Рэй Монк в статье, посвященной Философской биографии, бесстрастно заметил, что Витгенштейн был удобно мономаниакален. «Всё в его жизни было подчинено поиску двух вещей — философской ясности и этическому достоинству. Удобна была и его склонность избавиться в жизни от всего лишнего: у него никогда не было своего дома, он никогда не женился, денег у него было мало, вещей тоже, да и круг друзей был относительно небольшим. Кроме того, он опубликовал только одну книгу и одну статью в течение жизни и посвятил последние двадцать лет своей жизни только одной задаче: сложить позднюю философию в удовлетворительную книгу».
Удовлетворительной книги, по его мнению, не получилось, зато теперь у нас есть множество рукописей, которых мы могли бы быть лишены, сложись такая книга, имея в виду досадную манеру Витгенштейна уничтожать те бумаги, которые он считал «отработанными», переписанными начисто. Едва ли не важнейшая коллекция его записей, которую он создавал на протяжении нескольких десятков лет, — Zettel. Коллекция, позволяющая уловить главное, чему посвятил себя Витгенштейн, — «понимание, которое состоит в видении связей».
«В поздней работе Витгенштейна это явно контрастирует с теоретическим пониманием, и это как раз один из самых важных аспектов, в которых он считал себя плывущим против течения того, что он называл “дух европейской и американской цивилизации”. Тогда как этот дух стремится к созданию теорий, Витгенштейн просто хочет увидеть ясно. Форма поздней работы Витгенштейна такова: не развить тезис и затем защищать его от всех возможных возражений, а, скорее, сказать: “Посмотрите на вещи вот так”.

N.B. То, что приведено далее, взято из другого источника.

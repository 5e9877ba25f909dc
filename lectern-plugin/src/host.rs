//! The reader host and its plugin namespace
//!
//! The host owns `plugins`, a namespace created exactly once by the
//! controller at the first host-ready pass. Each plugin gets one slot in it,
//! keyed by plugin name, which it fills through `PluginApi::extend_reader`.

use std::any::Any;
use std::collections::HashMap;
use std::fmt;
use std::sync::Arc;
use tokio::sync::RwLock;

use crate::error::{PluginError, PluginResult};

/// Host handle shared between the application and the controller
pub type SharedHost = Arc<RwLock<ReaderHost>>;

/// Value stored in an extension slot
pub type Extension = Arc<dyn Any + Send + Sync>;

/// Named extension values a plugin contributes to the reader
#[derive(Clone, Default)]
pub struct ExtensionSet {
    entries: HashMap<String, Extension>,
}

impl ExtensionSet {
    pub fn new() -> Self {
        Self::default()
    }

    /// Add a value under `key`
    pub fn with<T>(mut self, key: impl Into<String>, value: T) -> Self
    where
        T: Any + Send + Sync,
    {
        self.insert(key, value);
        self
    }

    pub fn insert<T>(&mut self, key: impl Into<String>, value: T)
    where
        T: Any + Send + Sync,
    {
        self.entries.insert(key.into(), Arc::new(value));
    }

    /// Get a value as a specific type
    pub fn get<T>(&self, key: &str) -> Option<&T>
    where
        T: Any + Send + Sync,
    {
        self.entries.get(key).and_then(|value| value.downcast_ref::<T>())
    }

    /// Get the shared handle for a value as a specific type
    pub fn get_arc<T>(&self, key: &str) -> Option<Arc<T>>
    where
        T: Any + Send + Sync,
    {
        self.entries
            .get(key)
            .cloned()
            .and_then(|value| value.downcast::<T>().ok())
    }

    pub fn contains_key(&self, key: &str) -> bool {
        self.entries.contains_key(key)
    }

    pub fn keys(&self) -> impl Iterator<Item = &str> {
        self.entries.keys().map(String::as_str)
    }

    pub fn len(&self) -> usize {
        self.entries.len()
    }

    pub fn is_empty(&self) -> bool {
        self.entries.is_empty()
    }

    /// Merge `other` into this set; keys from `other` win
    pub fn merge(&mut self, other: ExtensionSet) {
        self.entries.extend(other.entries);
    }
}

impl fmt::Debug for ExtensionSet {
    fn fmt(&self, f: &mut fmt::Formatter<'_>) -> fmt::Result {
        let mut keys: Vec<&str> = self.keys().collect();
        keys.sort_unstable();
        f.debug_struct("ExtensionSet").field("keys", &keys).finish()
    }
}

/// Per-host container keyed by plugin name
#[derive(Debug, Clone, Default)]
pub struct PluginNamespace {
    slots: HashMap<String, ExtensionSet>,
}

impl PluginNamespace {
    pub fn slot(&self, plugin: &str) -> Option<&ExtensionSet> {
        self.slots.get(plugin)
    }

    /// Merge `extensions` into the slot reserved for `plugin`
    pub fn extend(&mut self, plugin: &str, extensions: ExtensionSet) {
        self.slots
            .entry(plugin.to_string())
            .or_default()
            .merge(extensions);
    }

    pub fn is_empty(&self) -> bool {
        self.slots.is_empty()
    }
}

/// The reader application instance plugins attach to
#[derive(Debug, Default)]
pub struct ReaderHost {
    plugins: Option<PluginNamespace>,
}

impl ReaderHost {
    pub fn new() -> Self {
        Self::default()
    }

    /// Wrap a fresh host in the shared handle the controller expects
    pub fn shared() -> SharedHost {
        Arc::new(RwLock::new(Self::new()))
    }

    pub fn has_namespace(&self) -> bool {
        self.plugins.is_some()
    }

    pub fn namespace(&self) -> Option<&PluginNamespace> {
        self.plugins.as_ref()
    }

    pub(crate) fn namespace_mut(&mut self) -> Option<&mut PluginNamespace> {
        self.plugins.as_mut()
    }

    /// Create the empty plugin namespace
    ///
    /// Fails with `AlreadyInitialized` if a namespace is already attached,
    /// whether or not any plugin has filled a slot in it.
    pub fn attach_namespace(&mut self) -> PluginResult<()> {
        if self.plugins.is_some() {
            return Err(PluginError::AlreadyInitialized);
        }
        self.plugins = Some(PluginNamespace::default());
        Ok(())
    }

    /// Extensions contributed by `plugin`
    pub fn plugin_slot(&self, plugin: &str) -> Option<&ExtensionSet> {
        self.plugins.as_ref().and_then(|ns| ns.slot(plugin))
    }

    /// Typed lookup of one extension value
    pub fn extension<T>(&self, plugin: &str, key: &str) -> Option<&T>
    where
        T: Any + Send + Sync,
    {
        self.plugin_slot(plugin).and_then(|slot| slot.get::<T>(key))
    }
}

Понять человека — это как понять музыкальный отрывок; это дело не принятия истинности какого-то положения или теории, а видения связей — и конечно разницы — между разными вещами, которые люди делают и говорят. Столкнувшись с кем-то, кто не может видеть эти связи, мы не можем сказать, что он делает ошибку, только что он упускает что-то, что он страдает от некоторого рода слепоты, которую Витгенштейн называл “слепотой к аспекту”.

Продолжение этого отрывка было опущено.